Qureshi, who achieved great success getting Svalbarði’s on shelves at Harrods and great shame getting the bottles quickly yanked from shelves in Hong Kong due to outraged customers, knows he’s in for a challenging pitch.

“Half the people we speak with are like, ‘That is the most brilliant thing I’ve ever heard,’ and half the people (say) ‘This is the worst thing I’ve ever heard,’” he told Yahoo News.

Qureshi has long justified the 800-kroner cost for a 750-milliliter bottle (or a mere 400 kroner if purchased in Svalbard) due to the enormous cost of collecting iceberg chunks from Isfjorden, processing/storing/shipping the water, and the custom-designed bottle meant as a keepsake. In his interview with Yahoo News, he also noted there is a growing market for premium wines, chocolates, olive oil, craft beer, and other everyday foods and beverages.

“This is a much more niche product and it fits into a luxury item category as much or more than it does into a bottled water category,” he said. “Most of our customers are actually very middle-class. It’s like an affordable luxury.
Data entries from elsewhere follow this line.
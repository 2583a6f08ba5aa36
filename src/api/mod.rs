//! HTTP API
//!
//! - [`routes`] - the router and shared [`AppState`]
//! - [`handlers`] - `/auth`, `/api/github`, `/api/learn` and `/test`
//! - [`middleware`] - CORS, request tracing, rate limiting
//! - [`error`] - `{error, details}` responses
//! - [`server`] - listener and graceful shutdown

pub mod error;
pub mod handlers;
pub mod middleware;
pub mod routes;
pub mod server;

pub use error::{ApiError, ApiResult};
pub use routes::{AppState, create_router};
pub use server::serve;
If you’re just thinking water, that’s where people get skeptical; you wouldn’t pay that much for water.”

Reader comments on Yahoo – typically either comedy gold or everything wrong with the internet, depending on your point of view – are living up to form and suggest the water’s deep divisiveness may indeed make for a lively episode.

While the “pro” comments aren’t entirely complimentary (i.e. “I would invest just because there are a lot of stupid people in the world and you can bank on that”), there are some creative pitches for certain “high-end” markets.

“When chilled, it helps fight off hot flashes. When warmed, it can be used to treat frostbite,” wrote someone with a username of BRJN2, adding in a separate comment. “Never mind investing in this company. I want a copy of the customer list – they obviously have extra money on their hands.”

And while comparisons to “The Apprentice” might seem cliched or irritating, nine of the 36 reader comments at the time this was published reference Donald Trump or indirectly.

“The people who sell this water are sociopaths,” wrote a commenter using the name Llamas4. “The people who buy it are idiots. Just pair them all up and force them to mate, and in a few decades we’ll have a yuge amount of presidential material.”